Pathergy reaction: It is the appearance of a papule or pustule with an erythematous halo around 24-48 hours after inserting a 20 gauge sterile injection needle into the forearm or glutea to reach the dermis. Erythema alone is not significant. It is more severe in male patients. The rate of positivity increases with the use of blunt needles. Other findings in the disease include arthritis, ocular involvement, gastrointestinal system involvement, neurological involvement, vascular system involvement in which aneurysm and thrombosis can be seen.
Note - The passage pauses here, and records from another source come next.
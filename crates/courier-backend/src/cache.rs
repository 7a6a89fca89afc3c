//! Process-local channel cache (spec §4.E)
//!
//! Guarded by a read-write lock per spec §5; writes happen only on
//! miss or invalidation. `dashmap` gives us that without a single
//! global lock serialising unrelated channels.

use dashmap::DashMap;
use std::sync::Arc;
use std::time::{Duration, Instant};
use uuid::Uuid;

use crate::models::Channel;

const TTL: Duration = Duration::from_secs(60);

#[derive(Debug, Clone, PartialEq, Eq)]
pub enum CacheError {
    NotFound,
    WrongType,
    /// Cache hit but stale; carries the stale value so the caller can
    /// fall back to it if the database is unavailable.
    Expired(Arc<Channel>),
}

struct Entry {
    channel: Arc<Channel>,
    loaded_at: Instant,
}

impl Entry {
    fn is_expired(&self) -> bool {
        self.loaded_at.elapsed() >= TTL
    }
}

/// A process-wide expiring lookup keyed by channel UUID and, for
/// non-empty addresses, by `(type, address)` too. Lifted into a
/// construction-time object per spec §9 rather than module statics,
/// so the backend can own one instance and hand it out by reference.
#[derive(Default)]
pub struct ChannelCache {
    by_uuid: DashMap<Uuid, Entry>,
    by_address: DashMap<(String, String), Uuid>,
}

impl ChannelCache {
    pub fn new() -> Self {
        Self::default()
    }

    /// Fresh hit returns immediately. An expired hit is returned
    /// alongside `Expired`; wrong-type hits never touch the database.
    pub fn get(&self, channel_type: &str, uuid: Uuid) -> Result<Arc<Channel>, CacheError> {
        let entry = self.by_uuid.get(&uuid).ok_or(CacheError::NotFound)?;
        if channel_type != "any-type" && entry.channel.channel_type != channel_type {
            return Err(CacheError::WrongType);
        }
        if entry.is_expired() {
            return Err(CacheError::Expired(entry.channel.clone()));
        }
        Ok(entry.channel.clone())
    }

    /// Same semantics as [`get`](Self::get), keyed by address.
    pub fn get_by_address(&self, channel_type: &str, address: &str) -> Result<Arc<Channel>, CacheError> {
        let uuid = *self
            .by_address
            .get(&(channel_type.to_string(), address.to_string()))
            .ok_or(CacheError::NotFound)?;
        self.get(channel_type, uuid)
    }

    /// Resolved "open question" from spec §9: cache the address index
    /// only when the address is non-empty, not only when it is empty.
    pub fn put(&self, channel: Channel) {
        let channel = Arc::new(channel);
        if !channel.address.is_empty() {
            self.by_address.insert(
                (channel.channel_type.clone(), channel.address.clone()),
                channel.uuid,
            );
        }
        self.by_uuid.insert(
            channel.uuid,
            Entry {
                channel,
                loaded_at: Instant::now(),
            },
        );
    }

    /// Evict on lookup miss, e.g. after the database reports `not-found`
    /// for an expired entry.
    pub fn invalidate_uuid(&self, uuid: Uuid) {
        if let Some((_, entry)) = self.by_uuid.remove(&uuid) {
            self.by_address
                .retain(|_, v| *v != entry.channel.uuid);
        }
    }

    pub fn invalidate_address(&self, channel_type: &str, address: &str) {
        self.by_address
            .remove(&(channel_type.to_string(), address.to_string()));
    }

    #[cfg(test)]
    pub(crate) fn put_aged(&self, channel: Channel, age: Duration) {
        let channel = Arc::new(channel);
        self.by_uuid.insert(
            channel.uuid,
            Entry {
                channel,
                loaded_at: Instant::now().checked_sub(age).expect("age underflows Instant"),
            },
        );
    }
}

#[cfg(test)]
mod tests {
    use super::*;
    use crate::models::{ConfigMap, LogPolicy};

    fn sample_channel(uuid: Uuid, address: &str) -> Channel {
        Channel {
            id: 101,
            uuid,
            channel_type: "KN".into(),
            org_id: 1,
            name: "test".into(),
            address: address.into(),
            country: "RW".into(),
            schemes: vec!["tel".into()],
            roles: vec![],
            config: ConfigMap::default(),
            org_config: ConfigMap::default(),
            org_is_anon: false,
            log_policy: LogPolicy::All,
            is_active: true,
        }
    }

    #[test]
    fn fresh_hit_returns_immediately() {
        let cache = ChannelCache::new();
        let uuid = Uuid::new_v4();
        cache.put(sample_channel(uuid, "2020"));
        assert!(cache.get("KN", uuid).is_ok());
        assert!(cache.get_by_address("KN", "2020").is_ok());
    }

    #[test]
    fn wrong_type_is_error_without_db_lookup() {
        let cache = ChannelCache::new();
        let uuid = Uuid::new_v4();
        cache.put(sample_channel(uuid, "2020"));
        assert_eq!(cache.get("EX", uuid), Err(CacheError::WrongType));
    }

    #[test]
    fn any_type_wildcard_matches() {
        let cache = ChannelCache::new();
        let uuid = Uuid::new_v4();
        cache.put(sample_channel(uuid, "2020"));
        assert!(cache.get("any-type", uuid).is_ok());
    }

    #[test]
    fn empty_address_is_never_indexed() {
        let cache = ChannelCache::new();
        let uuid = Uuid::new_v4();
        cache.put(sample_channel(uuid, ""));
        assert_eq!(cache.get_by_address("KN", ""), Err(CacheError::NotFound));
    }

    #[test]
    fn expired_hit_carries_stale_value() {
        let cache = ChannelCache::new();
        let uuid = Uuid::new_v4();
        cache.put_aged(sample_channel(uuid, "2020"), Duration::from_secs(61));
        match cache.get("KN", uuid) {
            Err(CacheError::Expired(stale)) => assert_eq!(stale.uuid, uuid),
            other => panic!("expected Expired, got {other:?}"),
        }
    }

    #[test]
    fn invalidate_evicts_both_indexes() {
        let cache = ChannelCache::new();
        let uuid = Uuid::new_v4();
        cache.put(sample_channel(uuid, "2020"));
        cache.invalidate_uuid(uuid);
        assert_eq!(cache.get("KN", uuid), Err(CacheError::NotFound));
        assert_eq!(cache.get_by_address("KN", "2020"), Err(CacheError::NotFound));
    }
}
Eye involvement: Uveitis can be seen in 60-80% of patients. Blindness is one of the most important complications of Behcet’s disease.
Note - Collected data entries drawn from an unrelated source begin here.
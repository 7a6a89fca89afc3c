//! Database error types

use thiserror::Error;

pub type Result<T> = std::result::Result<T, DbError>;

#[derive(Debug, Error)]
pub enum DbError {
    #[error("connection error: {0}")]
    Connection(#[from] tokio_postgres::Error),

    #[error("query error: {0}")]
    Query(tokio_postgres::Error),

    #[error("pool error: {0}")]
    Pool(String),

    #[error("configuration error: {0}")]
    Configuration(String),

    #[error("serialization error: {0}")]
    Serialization(#[from] serde_json::Error),

    #[error("row not found")]
    NotFound,
}

impl From<DbError> for courier_core::CourierError {
    fn from(err: DbError) -> Self {
        match err {
            DbError::NotFound => courier_core::CourierError::NotFound("row not found".to_string()),
            other => courier_core::CourierError::Database(other.to_string()),
        }
    }
}
//! Telegram Bot API adapter

use async_trait::async_trait;
use courier_backend::adapter::ChannelAdapter;
use courier_backend::error::{BackendError, Result};
use courier_backend::models::{ChannelLog, HttpExchange, Msg, MsgStatus};
use serde_json::json;
use std::time::Instant;

pub struct TelegramAdapter {
    bot_token: String,
    http_client: reqwest::Client,
}

impl TelegramAdapter {
    pub fn new(bot_token: String) -> Self {
        Self {
            bot_token,
            http_client: reqwest::Client::new(),
        }
    }

    fn to_platform_format(&self, msg: &Msg) -> serde_json::Value {
        let mut payload = json!({ "chat_id": msg.contact_id, "text": msg.text });
        if !msg.attachments.is_empty() {
            payload["caption"] = json!(msg.text);
            payload["photo"] = json!(msg.attachments[0]);
        }
        if !msg.quick_replies.is_empty() {
            let keyboard: Vec<Vec<serde_json::Value>> = msg
                .quick_replies
                .iter()
                .map(|r| vec![json!({ "text": r })])
                .collect();
            payload["reply_markup"] = json!({ "keyboard": keyboard, "one_time_keyboard": true });
        }
        payload
    }

    fn method_for(&self, msg: &Msg) -> &'static str {
        if msg.attachments.is_empty() {
            "sendMessage"
        } else {
            "sendPhoto"
        }
    }
}

#[async_trait]
impl ChannelAdapter for TelegramAdapter {
    fn channel_type(&self) -> &'static str {
        "TG"
    }

    async fn send(&self, msg: &Msg, clog: &mut ChannelLog) -> Result<MsgStatus> {
        let method = self.method_for(msg);
        let payload = self.to_platform_format(msg);
        let url = format!("https://api.telegram.org/bot{}/{}", self.bot_token, method);

        let started = Instant::now();
        let response = self
            .http_client
            .post(&url)
            .json(&payload)
            .send()
            .await
            .map_err(|e| BackendError::Vendor(e.to_string()))?;

        let status_code = response.status().as_u16();
        let body = response.text().await.unwrap_or_default();

        clog.http_exchanges.push(HttpExchange {
            url,
            method: "POST".into(),
            status_code,
            request: payload.to_string(),
            response: body.clone(),
            elapsed_ms: started.elapsed().as_millis() as u64,
        });

        if (200..300).contains(&status_code) {
            Ok(MsgStatus::Wired)
        } else {
            clog.is_error = true;
            clog.errors.push(courier_backend::models::LogError {
                message: body,
                code: Some(status_code.to_string()),
            });
            Ok(MsgStatus::Errored)
        }
    }

    fn redact_values(&self, _channel: &courier_backend::models::Channel) -> Vec<String> {
        vec![self.bot_token.clone()]
    }
}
neurological involvement : It can be seen in 10-30% of patients. The prognosis is very poor. Meningitis can be seen as meningoencephalitis. Psychiatric symptoms, personality change, hemiparesis, may be seen.

Vascular involvement : Both arterial and venous systems can be involved. : thrombosis or aneurysm may develop. Its incidence is between 7-40%. Venous involvement can often be seen in the lower extremity as superficial thrombophlebitis or deep vein thrombosis. Vena cava thrombosis can lead to Budd-Chiari syndrome.

Gastrointestinal system involvement: It may present with pyoderma gangrenosum and papulopustular lesions. Ulceration, ischemia and infarction may develop due to vascular involvement in the ileocecal region. There is a risk of perforation.


Treatment varies according to the clinical findings of the patient. Cytotoxic drugs are preferred in patients with ocular, central nervous system and vascular involvement. The aim is to reduce mortality and morbidity.

colchicine: Oral and genital ulceration, other skin findings, eye involvement

Corticosteroid (can be applied as topical, oral, parenteral and intraocular injection),

Low dose:2nd option in the treatment of erythema nodosum, anterior uveitis and arthritis

High dose: First-line therapy for gastrointestinal involvement, acute meningoencephalitis, chronic progressive central nervous system involvement, and arthritis. Azathioprine, cyclophosphamide, cyclosporine, TNF alpha inhibitors are other drugs that can be used in the treatment of retinal vasculitis and venous thrombosis.